Exercise → Reply only with how many lines below contain "PartialEq".

─── Provided records ───

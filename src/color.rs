use image::Rgba;

use crate::error::{SketchError, SketchResult};

/// Swatches offered by the color picker overlay
pub const PRESET_PALETTE: [&str; 8] = [
    "#000000", "#FF6B6B", "#4ECDC4", "#45B7D1", "#FFA07A", "#98D8C8", "#F7DC6F", "#BB8FCE",
];

pub const TRANSPARENT: Rgba<u8> = Rgba([0, 0, 0, 0]);
pub const WHITE: Rgba<u8> = Rgba([255, 255, 255, 255]);

/// Decode a `#RRGGBB` or `#RGB` string into an opaque color.
///
/// The leading `#` is optional. Alpha is always 255: colors picked by the
/// user never introduce partial transparency.
pub fn parse_hex_color(value: &str) -> SketchResult<Rgba<u8>> {
    let invalid = || SketchError::InvalidColor(value.to_string());
    let trimmed = value.trim();
    let digits = trimmed.strip_prefix('#').unwrap_or(trimmed);

    if !digits.chars().all(|c| c.is_ascii_hexdigit()) {
        return Err(invalid());
    }

    let channel = |s: &str| u8::from_str_radix(s, 16).map_err(|_| invalid());

    match digits.len() {
        6 => Ok(Rgba([
            channel(&digits[0..2])?,
            channel(&digits[2..4])?,
            channel(&digits[4..6])?,
            255,
        ])),
        3 => {
            // #abc expands to #aabbcc
            let expand = |i: usize| channel(&digits[i..i + 1]).map(|v| v * 17);
            Ok(Rgba([expand(0)?, expand(1)?, expand(2)?, 255]))
        }
        _ => Err(invalid()),
    }
}

/// Format an opaque color as `#RRGGBB`
pub fn to_hex(color: Rgba<u8>) -> String {
    format!("#{:02X}{:02X}{:02X}", color[0], color[1], color[2])
}

pub fn to_color32(color: Rgba<u8>) -> egui::Color32 {
    egui::Color32::from_rgba_unmultiplied(color[0], color[1], color[2], color[3])
}

pub fn from_color32(color: egui::Color32) -> Rgba<u8> {
    Rgba(color.to_srgba_unmultiplied())
}

/// Source-over composite of `src` onto an opaque `dst`
pub fn blend_over_opaque(src: Rgba<u8>, dst: Rgba<u8>) -> Rgba<u8> {
    let a = src[3] as u32;
    let inv = 255 - a;
    let mix = |s: u8, d: u8| ((s as u32 * a + d as u32 * inv + 127) / 255) as u8;
    Rgba([mix(src[0], dst[0]), mix(src[1], dst[1]), mix(src[2], dst[2]), 255])
}
use std::io::Cursor;

use base64::{Engine as _, engine::general_purpose};
use image::{DynamicImage, ImageFormat, RgbaImage};
use serde::{Deserialize, Serialize};
use uuid::Uuid;

use crate::color::{blend_over_opaque, WHITE};
use crate::error::{SketchError, SketchResult};

const PNG_DATA_URI_PREFIX: &str = "data:image/png;base64,";

/// What the drawing is flattened onto when exported
#[derive(Debug, Clone, Copy, PartialEq, Eq, Default, Serialize, Deserialize)]
pub enum ExportBackground {
    /// Composite onto opaque white
    #[default]
    White,
    /// Keep the buffer's own alpha
    Transparent,
}

/// A flattened, encoded drawing ready to hand to the query service
#[derive(Debug, Clone, Serialize, Deserialize)]
pub struct ExportedImage {
    /// Correlates log lines for one submission
    pub id: Uuid,
    pub width: u32,
    pub height: u32,
    /// `data:image/png;base64,...`
    pub data_uri: String,
}

impl ExportedImage {
    /// Decode the PNG bytes back out of the data URI
    pub fn png_bytes(&self) -> SketchResult<Vec<u8>> {
        let encoded = self
            .data_uri
            .strip_prefix(PNG_DATA_URI_PREFIX)
            .ok_or(SketchError::MalformedDataUri)?;
        general_purpose::STANDARD
            .decode(encoded)
            .map_err(|_| SketchError::MalformedDataUri)
    }
}

/// JSON body sent to the image-to-query collaborator
#[derive(Debug, Clone, Serialize, Deserialize, PartialEq, Eq)]
pub struct QueryRequest {
    pub image: String,
}

impl QueryRequest {
    pub fn new(export: &ExportedImage) -> Self {
        Self {
            image: export.data_uri.clone(),
        }
    }

    pub fn to_json(&self) -> SketchResult<String> {
        Ok(serde_json::to_string(self)?)
    }
}

/// Flatten `buffer` onto `background` and encode it as a PNG data URI.
///
/// Fails with [`SketchError::EmptyDrawing`] when every pixel is fully
/// transparent.
pub fn export_png(buffer: &RgbaImage, background: ExportBackground) -> SketchResult<ExportedImage> {
    if buffer.pixels().all(|p| p[3] == 0) {
        return Err(SketchError::EmptyDrawing);
    }

    let flattened = match background {
        ExportBackground::White => {
            let mut flat = buffer.clone();
            flat.pixels_mut().for_each(|p| *p = blend_over_opaque(*p, WHITE));
            flat
        }
        ExportBackground::Transparent => buffer.clone(),
    };

    let mut bytes = Vec::new();
    DynamicImage::ImageRgba8(flattened).write_to(&mut Cursor::new(&mut bytes), ImageFormat::Png)?;

    let export = ExportedImage {
        id: Uuid::new_v4(),
        width: buffer.width(),
        height: buffer.height(),
        data_uri: format!("{PNG_DATA_URI_PREFIX}{}", general_purpose::STANDARD.encode(&bytes)),
    };

    log::info!(
        "Exported drawing {} ({}x{}, {} PNG bytes)",
        export.id,
        export.width,
        export.height,
        bytes.len()
    );

    Ok(export)
}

───

Written answer → 2